//! Points on a short-Weierstrass curve in Jacobian projective coordinates.
//!
//! `(X, Y, Z)` represents the affine point `(X/Z^2, Y/Z^3)`; `Z == 0` is the
//! sentinel for the point at infinity. The formulas
//! below (`add-2007-bl`, `dbl-2009-l` in the Explicit-Formulas Database
//! naming) are the general short-Weierstrass Jacobian doubling/addition
//! laws valid for an arbitrary curve coefficient `a`, matching this crate's
//! runtime (rather than `a = -3`-specialized) curve model.

use alloc::vec::Vec;
use subtle::{Choice, ConditionallySelectable, ConstantTimeEq};

use crate::curve::Curve;
use crate::error::{Error, Result};
use crate::field::FieldElement;
use crate::point::affine::AffinePoint;

/// A point on a [`Curve`] in Jacobian projective coordinates.
#[derive(Clone)]
pub struct ProjectivePoint {
    pub(crate) curve: Curve,
    pub(crate) x: FieldElement,
    pub(crate) y: FieldElement,
    pub(crate) z: FieldElement,
    /// Cached `Z == 1` flag, so mixed-coordinate addition can skip
    /// squaring a known-one `Z`.
    pub(crate) z_is_one: Choice,
}

impl ProjectivePoint {
    /// The curve this point is defined over.
    pub fn curve(&self) -> &Curve {
        &self.curve
    }

    /// The point at infinity on `curve`.
    pub fn identity(curve: &Curve) -> Self {
        let m = curve.modulus();
        ProjectivePoint {
            curve: curve.clone(),
            x: m.zero(),
            y: m.one(),
            z: m.zero(),
            z_is_one: Choice::from(0),
        }
    }

    /// `P.Z == 0`.
    pub fn is_at_infinity(&self) -> Choice {
        self.z.is_zero()
    }

    /// `P.Z <- 0`.
    pub fn set_to_infinity(&mut self) {
        let m = self.curve.modulus();
        self.z = m.zero();
        self.z_is_one = Choice::from(0);
    }

    /// Lift an [`AffinePoint`] to Jacobian form (`Z = 1`), without
    /// revalidating that it is on the curve.
    pub fn from_affine(point: &AffinePoint, curve: &Curve) -> Self {
        let m = curve.modulus();
        ProjectivePoint {
            curve: curve.clone(),
            x: point.x.clone(),
            y: point.y.clone(),
            z: ConditionallySelectable::conditional_select(&m.one(), &m.zero(), point.infinity),
            z_is_one: !point.infinity,
        }
    }

    /// `set_affine(x, y)`: stores `(x, y, 1)`, rejecting points that are
    /// not on the curve.
    pub fn set_affine(curve: &Curve, x: FieldElement, y: FieldElement) -> Result<Self> {
        let point = AffinePoint::new_unchecked(x, y);
        let projective = Self::from_affine(&point, curve);
        if !bool::from(projective.is_on_curve()) {
            return Err(Error::PointIsNotOnCurve);
        }
        Ok(projective)
    }

    /// `get_affine(&mut x, &mut y)`: fails with
    /// [`Error::PointAtInfinity`] for the identity.
    pub fn get_affine(&self) -> Result<(FieldElement, FieldElement)> {
        let affine = self.make_affine();
        if bool::from(affine.is_identity()) {
            return Err(Error::PointAtInfinity);
        }
        Ok((affine.x, affine.y))
    }

    /// `set_compressed(x, y_bit)`: recovers `y` as the square root of
    /// `x^3 + ax + b` whose least-significant bit equals `y_bit`.
    pub fn set_compressed(curve: &Curve, x: FieldElement, y_bit: Choice) -> Result<Self> {
        let m = curve.modulus();
        let rhs = curve_rhs(curve, &x);
        let candidate = m.sqrt(&rhs);
        if !bool::from(candidate.is_some()) {
            return Err(Error::InvalidEncoding);
        }
        let candidate = candidate.unwrap();
        let negated = m.neg(&candidate);
        // p is odd, so negation always flips the low bit; pick whichever
        // root's parity matches the requested y_bit.
        let use_negated = candidate.is_odd() ^ y_bit;
        let y = FieldElement::conditional_select(&candidate, &negated, use_negated);
        Self::set_affine(curve, x, y)
    }

    /// `set_Jprojective_coordinates(x, y, z)`, validated on-curve.
    pub fn set_jprojective(curve: &Curve, x: FieldElement, y: FieldElement, z: FieldElement) -> Result<Self> {
        let z_is_one = z.ct_eq(&curve.modulus().one());
        let point = ProjectivePoint {
            curve: curve.clone(),
            x,
            y,
            z,
            z_is_one,
        };
        if !bool::from(point.is_on_curve()) {
            return Err(Error::PointIsNotOnCurve);
        }
        Ok(point)
    }

    /// `get_Jprojective_coordinates()`.
    pub fn get_jprojective(&self) -> (FieldElement, FieldElement, FieldElement) {
        (self.x.clone(), self.y.clone(), self.z.clone())
    }

    /// `is_on_curve()`: the affine equation holds; infinity is on the
    /// curve.
    pub fn is_on_curve(&self) -> Choice {
        let infinity = self.is_at_infinity();
        let m = self.curve.modulus();

        // Compare Y^2 to (X^3 + a*X*Z^4 + b*Z^6) directly in Jacobian
        // coordinates, avoiding an inversion.
        let z2 = m.square(&self.z);
        let z4 = m.square(&z2);
        let z6 = m.mul(&z4, &z2);
        let x2 = m.square(&self.x);
        let x3 = m.mul(&x2, &self.x);
        let ax_z4 = m.mul(&m.mul(&self.curve.a().clone(), &self.x), &z4);
        let b_z6 = m.mul(&self.curve.b().clone(), &z6);
        let rhs = m.add(&m.add(&x3, &ax_z4), &b_z6);
        let lhs = m.square(&self.y);
        let on_curve = lhs.ct_eq(&rhs);

        infinity | on_curve
    }

    /// `invert()`: `P <- -P`, i.e. `Y <- -Y mod p`.
    pub fn invert(&self) -> Self {
        let m = self.curve.modulus();
        ProjectivePoint {
            curve: self.curve.clone(),
            x: self.x.clone(),
            y: m.neg(&self.y),
            z: self.z.clone(),
            z_is_one: self.z_is_one,
        }
    }

    /// `dbl()`: `R <- 2P`, using the general-`a` Jacobian doubling law
    /// (`dbl-2009-l`). The identity doubles to the identity.
    pub fn double(&self) -> Self {
        if bool::from(self.is_at_infinity()) {
            return self.clone();
        }
        if bool::from(self.y.is_zero()) {
            // A point of order 2: 2P = O.
            return ProjectivePoint::identity(&self.curve);
        }

        let m = self.curve.modulus();
        let a = m.square(&self.x); // A = X1^2
        let b = m.square(&self.y); // B = Y1^2
        let c = m.square(&b); // C = B^2
        let xb = m.add(&self.x, &b);
        let xb2 = m.square(&xb);
        let d = m.add(
            &m.sub(&xb2, &m.add(&a, &c)),
            &m.sub(&xb2, &m.add(&a, &c)),
        ); // D = 2*((X1+B)^2 - A - C)
        let z2 = m.square(&self.z);
        let z4 = m.square(&z2);
        let a_z4 = m.mul(self.curve.a(), &z4);
        let three_a = m.add(&m.add(&a, &a), &a);
        let e = m.add(&three_a, &a_z4); // E = 3A + a*Z1^4
        let f = m.square(&e); // F = E^2
        let two_d = m.add(&d, &d);
        let x3 = m.sub(&f, &two_d);
        let d_minus_x3 = m.sub(&d, &x3);
        let eight_c = {
            let two_c = m.add(&c, &c);
            let four_c = m.add(&two_c, &two_c);
            m.add(&four_c, &four_c)
        };
        let y3 = m.sub(&m.mul(&e, &d_minus_x3), &eight_c);
        let yz = m.mul(&self.y, &self.z);
        let z3 = m.add(&yz, &yz);

        ProjectivePoint {
            curve: self.curve.clone(),
            x: x3,
            y: y3,
            z: z3,
            z_is_one: Choice::from(0),
        }
    }

    /// `add(A, B)`: `R <- A + B`, using the `a`-independent general
    /// Jacobian addition law (`add-2007-bl`). Dispatches to [`Self::double`]
    /// when `A == B`; returns the identity when `A == -B`; handles either
    /// operand at infinity.
    ///
    /// # Errors
    ///
    /// Returns [`Error::IncompatibleObjects`] if `self` and `other` do not
    /// share the same owning curve.
    pub fn add(&self, other: &Self) -> Result<Self> {
        if !Curve::ptr_eq(&self.curve, &other.curve) {
            return Err(Error::IncompatibleObjects);
        }

        if bool::from(self.is_at_infinity()) {
            return Ok(other.clone());
        }
        if bool::from(other.is_at_infinity()) {
            return Ok(self.clone());
        }

        let m = self.curve.modulus();
        let z1z1 = m.square(&self.z);
        let z2z2 = m.square(&other.z);
        let u1 = m.mul(&self.x, &z2z2);
        let u2 = m.mul(&other.x, &z1z1);
        let s1 = m.mul(&m.mul(&self.y, &other.z), &z2z2);
        let s2 = m.mul(&m.mul(&other.y, &self.z), &z1z1);

        let h = m.sub(&u2, &u1);
        let r = m.sub(&s2, &s1);
        let r = m.add(&r, &r);

        let same_x = h.is_zero();
        let same_y = r.is_zero();

        if bool::from(same_x) {
            if bool::from(same_y) {
                return Ok(self.double());
            }
            return Ok(ProjectivePoint::identity(&self.curve));
        }

        let i = m.square(&m.add(&h, &h));
        let j = m.mul(&h, &i);
        let v = m.mul(&u1, &i);
        let r2 = m.square(&r);
        let x3 = m.sub(&m.sub(&r2, &j), &m.add(&v, &v));
        let two_s1j = m.add(&m.mul(&s1, &j), &m.mul(&s1, &j));
        let y3 = m.sub(&m.mul(&r, &m.sub(&v, &x3)), &two_s1j);
        let z1z2 = m.add(&self.z, &other.z);
        let z1z2_sq = m.square(&z1z2);
        let z3 = m.mul(&m.sub(&z1z2_sq, &m.add(&z1z1, &z2z2)), &h);

        Ok(ProjectivePoint {
            curve: self.curve.clone(),
            x: x3,
            y: y3,
            z: z3,
            z_is_one: Choice::from(0),
        })
    }

    /// `cmp(A, B)`: equal as affine points, infinity counting as equal to
    /// itself. Errors on curve mismatch.
    pub fn cmp(&self, other: &Self) -> Result<bool> {
        if !Curve::ptr_eq(&self.curve, &other.curve) {
            return Err(Error::IncompatibleObjects);
        }

        let a_inf = self.is_at_infinity();
        let b_inf = other.is_at_infinity();
        if bool::from(a_inf) || bool::from(b_inf) {
            return Ok(bool::from(a_inf) && bool::from(b_inf));
        }

        // Cross-multiply to avoid an inversion: (X1*Z2^2, Y1*Z2^3) ==
        // (X2*Z1^2, Y2*Z1^3).
        let m = self.curve.modulus();
        let z1z1 = m.square(&self.z);
        let z2z2 = m.square(&other.z);
        let lhs_x = m.mul(&self.x, &z2z2);
        let rhs_x = m.mul(&other.x, &z1z1);
        let lhs_y = m.mul(&self.y, &m.mul(&z2z2, &other.z));
        let rhs_y = m.mul(&other.y, &m.mul(&z1z1, &self.z));

        Ok(bool::from(lhs_x.ct_eq(&rhs_x)) && bool::from(lhs_y.ct_eq(&rhs_y)))
    }

    /// `make_affine()`: normalizes so `Z = 1` (or stays the identity).
    /// Uses exactly one field inversion.
    pub fn make_affine(&self) -> AffinePoint {
        if bool::from(self.is_at_infinity()) {
            return AffinePoint::identity(&self.curve);
        }
        let m = self.curve.modulus();
        let z_inv = m.invert_vartime(&self.z).expect("non-infinity point has invertible Z");
        let z_inv2 = m.square(&z_inv);
        let z_inv3 = m.mul(&z_inv2, &z_inv);
        let x = m.mul(&self.x, &z_inv2);
        let y = m.mul(&self.y, &z_inv3);
        AffinePoint::new_unchecked(x, y)
    }

    /// `points_make_affine(V[])`: batched normalization of `points` using
    /// the Montgomery trick, performing exactly one field inversion
    /// regardless of `points.len()`.
    ///
    /// Points at infinity are passed through unchanged.
    pub fn points_make_affine(curve: &Curve, points: &[ProjectivePoint]) -> Result<Vec<AffinePoint>> {
        let m = curve.modulus();
        let n = points.len();
        if n == 0 {
            return Ok(Vec::new());
        }

        // Running products of Z_i, skipping (treating as 1) any point at
        // infinity so a single inversion still covers the whole batch.
        let mut prefix = Vec::with_capacity(n);
        let mut acc = m.one();
        for p in points {
            let z = FieldElement::conditional_select(&p.z, &m.one(), p.is_at_infinity());
            prefix.push(acc.clone());
            acc = m.mul(&acc, &z);
        }

        let mut acc_inv = m
            .invert_vartime(&acc)
            .ok_or(Error::PointAtInfinity)?;

        let mut out = alloc::vec![AffinePoint::identity(curve); n];
        for i in (0..n).rev() {
            let p = &points[i];
            if bool::from(p.is_at_infinity()) {
                out[i] = AffinePoint::identity(curve);
                continue;
            }
            let z_inv = m.mul(&acc_inv, &prefix[i]);
            acc_inv = m.mul(&acc_inv, &p.z);
            let z_inv2 = m.square(&z_inv);
            let z_inv3 = m.mul(&z_inv2, &z_inv);
            out[i] = AffinePoint::new_unchecked(m.mul(&p.x, &z_inv2), m.mul(&p.y, &z_inv3));
        }

        Ok(out)
    }

    /// Optional Z-coordinate blinding: replace `(X, Y, Z)` with
    /// `(λ²X, λ³Y, λZ)` for a random nonzero `λ`, an equivalent Jacobian
    /// representative with a fresh `Z`. Pure no-op on the represented
    /// affine point.
    pub fn blind(&self, rng: &mut impl rand_core::CryptoRng) -> Result<Self> {
        let m = self.curve.modulus();
        let lambda = crate::field::random_nonzero_element(m, rng)?;
        let l2 = m.square(&lambda);
        let l3 = m.mul(&l2, &lambda);
        Ok(ProjectivePoint {
            curve: self.curve.clone(),
            x: m.mul(&self.x, &l2),
            y: m.mul(&self.y, &l3),
            z: m.mul(&self.z, &lambda),
            z_is_one: Choice::from(0),
        })
    }
}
....
DESCRIPTION OF THE TASK.
Across the whole listing, show each line where the word "short" occurs.

OUTPUT OF THE EXERCISE.
//! Points on a short-Weierstrass curve in Jacobian projective coordinates.
//! naming) are the general short-Weierstrass Jacobian doubling/addition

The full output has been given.